WORK REQUEST. Every line of the records below that holds the word "await" should be copied out.

------

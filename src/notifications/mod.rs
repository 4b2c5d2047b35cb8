pub mod delegates;
pub mod schemas;
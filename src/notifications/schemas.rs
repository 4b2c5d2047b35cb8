use serde::{Deserialize, Serialize};

pub const SENDGRID_API_BASE_URL: &str = "https://api.sendgrid.com/v3";

/// SendGrid v3 `POST /mail/send` body.
#[derive(Debug, Serialize, Deserialize)]
pub struct EmailSendRequest {
    pub personalizations: Vec<EmailPersonalization>,
    pub from: EmailParty,
    pub subject: String,
    pub content: Vec<EmailBody>,
}

#[derive(Debug, Serialize, Deserialize)]
pub struct EmailPersonalization {
    pub to: Vec<EmailParty>,
}

#[derive(Debug, Serialize, Deserialize)]
pub struct EmailParty {
    pub email: String,
    pub name: Option<String>,
}

#[derive(Debug, Serialize, Deserialize)]
pub struct EmailBody {
    #[serde(rename = "type")]
    pub content_type: String,
    pub value: String,
}

impl EmailSendRequest {
    pub fn html(
        to_email: &str,
        to_name: Option<&str>,
        subject: &str,
        html_content: &str,
    ) -> Self {
        Self {
            personalizations: vec![EmailPersonalization {
                to: vec![EmailParty {
                    email: to_email.to_string(),
                    name: to_name.map(str::to_string),
                }],
            }],
            from: EmailParty {
                email: "comms@worklink.app".to_string(),
                name: Some("Worklink".to_string()),
            },
            subject: subject.to_string(),
            content: vec![EmailBody {
                content_type: "text/html".to_string(),
                value: html_content.to_string(),
            }],
        }
    }
}
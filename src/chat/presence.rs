use serde::{Deserialize, Serialize};

const ACTIVE_WINDOW_SECS: u64 = 3 * 60;
const HOUR_SECS: u64 = 60 * 60;
const DAY_SECS: u64 = 24 * 60 * 60;

#[derive(Debug, Serialize, Deserialize, Clone, PartialEq, Eq)]
pub struct Presence {
    pub label: String,
    pub is_online: bool,
}

impl Presence {
    fn offline() -> Self {
        Self {
            label: "Offline".to_string(),
            is_online: false,
        }
    }
}

/// Maps an account's last-activity timestamp to a display tier. Stateless;
/// callers re-evaluate on their own polling cadence.
pub fn estimate(last_active_at: Option<u64>, now: u64) -> Presence {
    let Some(last_active_at) = last_active_at else {
        return Presence::offline();
    };

    let age = now.saturating_sub(last_active_at);

    if age < ACTIVE_WINDOW_SECS {
        Presence {
            label: "Active Now".to_string(),
            is_online: true,
        }
    } else if age < HOUR_SECS {
        Presence {
            label: format!("Last seen {}m ago", age / 60),
            is_online: false,
        }
    } else if age < DAY_SECS {
        Presence {
            label: format!("Last seen {}h ago", age / HOUR_SECS),
            is_online: false,
        }
    } else {
        Presence::offline()
    }
}

#[cfg(test)]
mod tests {
    use super::*;

    const NOW: u64 = 1_700_000_000;

    #[test]
    fn missing_timestamp_is_offline() {
        let presence = estimate(None, NOW);
        assert_eq!(presence.label, "Offline");
        assert!(!presence.is_online);
    }

    #[test]
    fn recent_activity_is_online() {
        let presence = estimate(Some(NOW - 179), NOW);
        assert_eq!(presence.label, "Active Now");
        assert!(presence.is_online);
    }

    #[test]
    fn minute_tier_starts_at_three_minutes() {
        let presence = estimate(Some(NOW - 180), NOW);
        assert_eq!(presence.label, "Last seen 3m ago");
        assert!(!presence.is_online);

        let presence = estimate(Some(NOW - 3599), NOW);
        assert_eq!(presence.label, "Last seen 59m ago");
    }

    #[test]
    fn hour_tier_uses_whole_hours() {
        let presence = estimate(Some(NOW - 3600), NOW);
        assert_eq!(presence.label, "Last seen 1h ago");

        let presence = estimate(Some(NOW - 86_399), NOW);
        assert_eq!(presence.label, "Last seen 23h ago");
    }

    #[test]
    fn older_than_a_day_is_offline() {
        let presence = estimate(Some(NOW - 86_400), NOW);
        assert_eq!(presence.label, "Offline");
        assert!(!presence.is_online);
    }

    #[test]
    fn future_timestamp_counts_as_active() {
        // Clock skew between writer and reader should not panic or go offline.
        let presence = estimate(Some(NOW + 60), NOW);
        assert!(presence.is_online);
    }
}
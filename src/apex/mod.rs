pub mod endpoints;
pub mod utils;
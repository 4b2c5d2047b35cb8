use serde::{Deserialize, Serialize};
use std::collections::HashMap;

pub const MAX_MESSAGE_LENGTH: usize = 4000;
pub const MAX_ATTACHMENT_SIZE: usize = 50 * 1024 * 1024;
pub const MAX_PREVIEW_LENGTH: usize = 120;
pub const DEFAULT_MESSAGE_LIMIT: u32 = 64;
pub const MAX_MESSAGE_LIMIT: u32 = 100;

#[derive(Debug, Serialize, Deserialize, Clone, Copy, PartialEq, Eq)]
#[serde(rename_all = "snake_case")]
pub enum AttachmentKind {
    Image,
    Video,
    File,
}

impl AttachmentKind {
    pub fn from_content_type(content_type: &str) -> Self {
        if content_type.starts_with("image/") {
            Self::Image
        } else if content_type.starts_with("video/") {
            Self::Video
        } else {
            Self::File
        }
    }

    pub fn preview_label(&self) -> &'static str {
        match self {
            Self::Image => "[image]",
            Self::Video => "[video]",
            Self::File => "[file]",
        }
    }
}

#[derive(Debug, Serialize, Deserialize, Clone)]
pub struct Attachment {
    pub url: String,
    pub kind: AttachmentKind,
    pub name: String,
}

// Copied at send time so unsending the original never corrupts the quote.
#[derive(Debug, Serialize, Deserialize, Clone)]
pub struct ReplySnapshot {
    pub message_id: String,
    pub preview: String,
    pub sender_name: String,
}

#[derive(Debug, Serialize, Deserialize, Clone)]
pub struct Message {
    pub message_id: String,
    pub conversation_id: String,
    pub sender_id: String,
    pub receiver_id: String,
    pub text: Option<String>,
    pub attachment: Option<Attachment>,
    pub reply_to: Option<ReplySnapshot>,
    pub created_at: u64,
    pub is_pinned: bool,
    pub is_unsent: bool,
}

#[derive(Debug, Serialize, Deserialize, Clone)]
pub struct Conversation {
    pub conversation_id: String,
    pub participant_ids: Vec<String>,
    pub names: HashMap<String, String>,
    pub profile_pics: HashMap<String, String>,
    pub last_message: String,
    pub last_timestamp: u64,
    pub unread: HashMap<String, u32>,
    pub created_at: u64,
}

impl Conversation {
    pub fn other_participant<'a>(&'a self, user_id: &'a str) -> &'a str {
        self.participant_ids
            .iter()
            .find(|id| id.as_str() != user_id)
            .map(String::as_str)
            .unwrap_or(user_id)
    }

    pub fn unread_for(&self, user_id: &str) -> u32 {
        self.unread.get(user_id).copied().unwrap_or(0)
    }
}

#[derive(Debug)]
pub struct AttachmentUpload {
    pub file_name: String,
    pub data: bytes::Bytes,
    pub content_type: String,
}

#[derive(Debug, Serialize, Deserialize, Default)]
pub struct GetMessagesQuery {
    pub limit: Option<u32>,
    pub before: Option<String>,
}

#[derive(Debug, Serialize, Deserialize)]
pub struct PinMessageRequest {
    pub pinned: bool,
}

#[derive(Debug, Serialize, Deserialize)]
pub struct MessageResponse {
    pub message_id: String,
    pub conversation_id: String,
    pub sender_id: String,
    pub receiver_id: String,
    pub text: Option<String>,
    pub attachment: Option<Attachment>,
    pub reply_to: Option<ReplySnapshot>,
    pub created_at: u64,
    pub is_pinned: bool,
    pub is_unsent: bool,
}

impl From<Message> for MessageResponse {
    fn from(msg: Message) -> Self {
        // Unsent messages keep their slot; content is hidden, not deleted.
        let hidden = msg.is_unsent;
        Self {
            message_id: msg.message_id,
            conversation_id: msg.conversation_id,
            sender_id: msg.sender_id,
            receiver_id: msg.receiver_id,
            text: if hidden { None } else { msg.text },
            attachment: if hidden { None } else { msg.attachment },
            reply_to: if hidden { None } else { msg.reply_to },
            created_at: msg.created_at,
            is_pinned: msg.is_pinned,
            is_unsent: msg.is_unsent,
        }
    }
}

#[derive(Debug, Serialize, Deserialize)]
pub struct ConversationSummary {
    pub conversation_id: String,
    pub other_participant_id: String,
    pub other_name: String,
    pub other_profile_pic: Option<String>,
    pub last_message: String,
    pub last_timestamp: u64,
    pub unread_count: u32,
    pub presence: super::presence::Presence,
}

#[cfg(test)]
mod tests {
    use super::*;

    fn message(is_unsent: bool) -> Message {
        Message {
            message_id: "m1".to_string(),
            conversation_id: "a_b".to_string(),
            sender_id: "a".to_string(),
            receiver_id: "b".to_string(),
            text: Some("hello".to_string()),
            attachment: Some(Attachment {
                url: "https://blobs.example/x".to_string(),
                kind: AttachmentKind::Image,
                name: "x.png".to_string(),
            }),
            reply_to: None,
            created_at: 1000,
            is_pinned: true,
            is_unsent,
        }
    }

    #[test]
    fn attachment_kind_from_content_type() {
        assert_eq!(
            AttachmentKind::from_content_type("image/png"),
            AttachmentKind::Image
        );
        assert_eq!(
            AttachmentKind::from_content_type("video/mp4"),
            AttachmentKind::Video
        );
        assert_eq!(
            AttachmentKind::from_content_type("application/pdf"),
            AttachmentKind::File
        );
        assert_eq!(
            AttachmentKind::from_content_type("text/plain"),
            AttachmentKind::File
        );
    }

    #[test]
    fn unsent_message_content_is_hidden_in_response() {
        let response = MessageResponse::from(message(true));
        assert!(response.text.is_none());
        assert!(response.attachment.is_none());
        assert!(response.is_unsent);
        assert_eq!(response.created_at, 1000);
        assert!(response.is_pinned);
    }

    #[test]
    fn sent_message_content_survives_in_response() {
        let response = MessageResponse::from(message(false));
        assert_eq!(response.text.as_deref(), Some("hello"));
        assert!(response.attachment.is_some());
    }

    #[test]
    fn other_participant_and_unread_lookup() {
        let mut unread = HashMap::new();
        unread.insert("a".to_string(), 0u32);
        unread.insert("b".to_string(), 3u32);
        let conversation = Conversation {
            conversation_id: "a_b".to_string(),
            participant_ids: vec!["a".to_string(), "b".to_string()],
            names: HashMap::new(),
            profile_pics: HashMap::new(),
            last_message: "hello".to_string(),
            last_timestamp: 10,
            unread,
            created_at: 1,
        };
        assert_eq!(conversation.other_participant("a"), "b");
        assert_eq!(conversation.other_participant("b"), "a");
        // A caller outside the pair falls back to an arbitrary member.
        assert_eq!(conversation.other_participant("z"), "a");
        assert_eq!(conversation.unread_for("b"), 3);
        assert_eq!(conversation.unread_for("missing"), 0);
    }
}
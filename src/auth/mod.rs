pub mod delegates;
pub mod endpoints;
pub mod schemas;
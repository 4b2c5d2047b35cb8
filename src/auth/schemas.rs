use serde::{Deserialize, Serialize};

#[derive(Clone, Serialize, Deserialize)]
pub struct AuthObject {
    pub cookie: String,
    #[serde(rename = "cookie-expire")]
    pub cookie_expire: String,
}

#[derive(Clone, Serialize, Deserialize)]
pub struct Account {
    pub uid: String,
    pub username: String,
    pub email: String,
    pub display_name: String,
    pub avatar_url: Option<String>,
    pub password: String,
    pub salt: String,
    pub auth: AuthObject,
    // Stamped by the auth middleware on each authenticated request;
    // feeds the presence estimator.
    pub last_active_at: u64,
    pub enabled: bool,
}

#[derive(Serialize, Deserialize)]
pub struct RegisterRequest {
    pub username: String,
    pub email: String,
    pub password: String,
    pub display_name: Option<String>,
}

#[derive(Serialize, Deserialize)]
pub struct LoginRequest {
    pub username: Option<String>,
    pub email: Option<String>,
    pub password: String,
}

#[derive(Debug, Serialize, Deserialize)]
pub struct AccountQuery {
    pub uid: String,
    pub username: String,
    pub email: String,
    pub display_name: String,
    pub avatar_url: Option<String>,
}

impl From<&Account> for AccountQuery {
    fn from(account: &Account) -> Self {
        Self {
            uid: account.uid.clone(),
            username: account.username.clone(),
            email: account.email.clone(),
            display_name: account.display_name.clone(),
            avatar_url: account.avatar_url.clone(),
        }
    }
}
use axum::{
    Json,
    body::Body,
    http::{
        Request, StatusCode,
        header::{COOKIE, SET_COOKIE},
    },
    middleware::Next,
    response::{IntoResponse, Response},
};
use email_address::EmailAddress;
use httpdate::fmt_http_date;
use mongodb::{Collection, bson::doc};
use serde_json::json;
use std::{
    env::var,
    time::{Duration, SystemTime, UNIX_EPOCH},
};

use super::{
    delegates::{
        check_account_existence, generate_cookie, hash_password, kill_cookie, retrieve_account,
        touch_last_active, verify_password,
    },
    schemas::{Account, AccountQuery, AuthObject, LoginRequest, RegisterRequest},
};
use crate::{DB, apex::utils::VerboseHTTPError};

const AUTH_COOKIE_NAME: &str = "WORKLINK_AUTHENTICATION";

pub(crate) async fn logout_user(req: Request<Body>) -> impl IntoResponse {
    if let Some(account) = req.extensions().get::<Account>() {
        if kill_cookie(account.auth.cookie.clone()).await {
            let domain = var("DOMAIN").unwrap_or_else(|_| ".worklink.app".to_string());
            let headers = [(
                SET_COOKIE,
                format!(
                    "{}=null; expires=Thu, 01 Jan 1970 00:00:00 GMT; Path=/; Domain={}; HttpOnly",
                    AUTH_COOKIE_NAME, domain
                ),
            )];
            return (headers, Json(json!({ "status": "ok" }))).into_response();
        }
    }

    VerboseHTTPError::Standard(StatusCode::UNAUTHORIZED, "Unauthorized".to_string()).into_response()
}

pub(crate) async fn login_user(Json(payload): Json<LoginRequest>) -> impl IntoResponse {
    if payload.username.is_none() && payload.email.is_none() {
        return VerboseHTTPError::Standard(
            StatusCode::BAD_REQUEST,
            "Missing credentials".to_string(),
        )
        .into_response();
    }

    if let Some(ref email) = payload.email {
        if !EmailAddress::is_valid(email) {
            return VerboseHTTPError::Standard(
                StatusCode::BAD_REQUEST,
                "Invalid email format".to_string(),
            )
            .into_response();
        }
    }

    let Some(account) =
        retrieve_account(payload.username.as_deref(), payload.email.as_deref()).await
    else {
        return VerboseHTTPError::Standard(
            StatusCode::BAD_REQUEST,
            "Invalid username or password".to_string(),
        )
        .into_response();
    };

    if !verify_password(
        payload.password,
        account.salt.clone(),
        account.password.clone(),
    )
    .await
    {
        return VerboseHTTPError::Standard(
            StatusCode::BAD_REQUEST,
            "Invalid username or password".to_string(),
        )
        .into_response();
    }

    if !account.enabled {
        return VerboseHTTPError::Standard(
            StatusCode::FORBIDDEN,
            "Account is disabled".to_string(),
        )
        .into_response();
    }

    let Some(auth_object) = generate_cookie(account.username.clone()).await else {
        return VerboseHTTPError::Standard(
            StatusCode::INTERNAL_SERVER_ERROR,
            "Internal server error".to_string(),
        )
        .into_response();
    };

    (
        [(SET_COOKIE, login_cookie_header(&auth_object))],
        Json(json!({ "status": "ok" })),
    )
        .into_response()
}

fn login_cookie_header(auth_object: &AuthObject) -> String {
    let expire_time =
        UNIX_EPOCH + Duration::from_secs(auth_object.cookie_expire.parse::<u64>().unwrap_or(0));
    let formatted_expire_time = fmt_http_date(SystemTime::from(expire_time));
    let domain = var("DOMAIN").unwrap_or_else(|_| ".worklink.app".to_string());

    format!(
        "{}={}; HttpOnly; Path=/; Domain={}; expires={}",
        AUTH_COOKIE_NAME, auth_object.cookie, domain, formatted_expire_time
    )
}

pub(crate) async fn register_user(Json(payload): Json<RegisterRequest>) -> impl IntoResponse {
    if !EmailAddress::is_valid(&payload.email) {
        return VerboseHTTPError::Standard(
            StatusCode::BAD_REQUEST,
            "Invalid email format".to_string(),
        )
        .into_response();
    }

    let Some((username_exists, email_exists)) =
        check_account_existence(&payload.username, &payload.email).await
    else {
        return VerboseHTTPError::Standard(
            StatusCode::INTERNAL_SERVER_ERROR,
            "Internal server error".to_string(),
        )
        .into_response();
    };

    if username_exists {
        return VerboseHTTPError::Standard(
            StatusCode::BAD_REQUEST,
            "Username already taken".to_string(),
        )
        .into_response();
    }
    if email_exists {
        return VerboseHTTPError::Standard(
            StatusCode::BAD_REQUEST,
            "Email already taken".to_string(),
        )
        .into_response();
    }

    let Some((hashed_password, salt)) = hash_password(payload.password).await else {
        return VerboseHTTPError::Standard(StatusCode::BAD_REQUEST, "Invalid password".to_string())
            .into_response();
    };

    let Some(auth_object) = generate_cookie(payload.username.clone()).await else {
        return VerboseHTTPError::Standard(
            StatusCode::INTERNAL_SERVER_ERROR,
            "Internal server error".to_string(),
        )
        .into_response();
    };

    let now = SystemTime::now()
        .duration_since(UNIX_EPOCH)
        .unwrap()
        .as_secs();

    let account = Account {
        uid: uuid::Uuid::new_v4().to_string(),
        display_name: payload
            .display_name
            .unwrap_or_else(|| payload.username.clone()),
        username: payload.username,
        email: payload.email,
        avatar_url: None,
        password: hashed_password,
        salt,
        auth: auth_object,
        last_active_at: now,
        enabled: true,
    };

    let Some(database) = DB.get() else {
        return VerboseHTTPError::Standard(
            StatusCode::INTERNAL_SERVER_ERROR,
            "Internal server error".to_string(),
        )
        .into_response();
    };

    let collection: Collection<Account> = database.collection("users");

    if collection.insert_one(&account).await.is_err() {
        return VerboseHTTPError::Standard(
            StatusCode::INTERNAL_SERVER_ERROR,
            "Internal server error".to_string(),
        )
        .into_response();
    }

    Json(json!({
        "status": "ok",
        "message": "Account created successfully.",
        "user": AccountQuery::from(&account)
    }))
    .into_response()
}

pub(crate) async fn get_user(req: Request<Body>) -> impl IntoResponse {
    if let Some(account) = req.extensions().get::<Account>() {
        return Json(json!({ "user": AccountQuery::from(account) })).into_response();
    }

    VerboseHTTPError::Standard(StatusCode::UNAUTHORIZED, "Unauthorized".to_string()).into_response()
}

pub async fn cookie_auth(mut req: Request<Body>, next: Next) -> Result<Response, VerboseHTTPError> {
    let Some(database) = DB.get() else {
        return Err(VerboseHTTPError::Standard(
            StatusCode::INTERNAL_SERVER_ERROR,
            "Database unavailable".to_string(),
        ));
    };

    let collection: Collection<Account> = database.collection("users");

    if let Some(cookie_header) = req.headers().get(COOKIE).and_then(|h| h.to_str().ok()) {
        if let Some(cookie) = cookie_header.split(';').map(str::trim).find_map(|pair| {
            let mut parts = pair.splitn(2, '=');
            match (parts.next(), parts.next()) {
                (Some(AUTH_COOKIE_NAME), Some(value)) => Some(value.to_string()),
                _ => None,
            }
        }) {
            if let Some(account) = collection
                .find_one(doc! { "auth.cookie": &cookie })
                .await
                .ok()
                .flatten()
            {
                if let Ok(expire) = account.auth.cookie_expire.parse::<u64>() {
                    if SystemTime::now()
                        .duration_since(UNIX_EPOCH)
                        .map_or(false, |now| expire > now.as_secs())
                    {
                        touch_last_active(&account.uid).await;
                        req.extensions_mut().insert(account);
                        return Ok(next.run(req).await);
                    }
                }
                kill_cookie(cookie).await;
            }
        }
    }

    Err(VerboseHTTPError::Standard(
        StatusCode::UNAUTHORIZED,
        "Unauthorized".to_string(),
    ))
}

------

ANSWER SECTION.
        if kill_cookie(account.auth.cookie.clone()).await {
        retrieve_account(payload.username.as_deref(), payload.email.as_deref()).await
    .await
    let Some(auth_object) = generate_cookie(account.username.clone()).await else {
        check_account_existence(&payload.username, &payload.email).await
    let Some((hashed_password, salt)) = hash_password(payload.password).await else {
    let Some(auth_object) = generate_cookie(payload.username.clone()).await else {
    if collection.insert_one(&account).await.is_err() {
                .await
                        touch_last_active(&account.uid).await;
                        return Ok(next.run(req).await);
                kill_cookie(cookie).await;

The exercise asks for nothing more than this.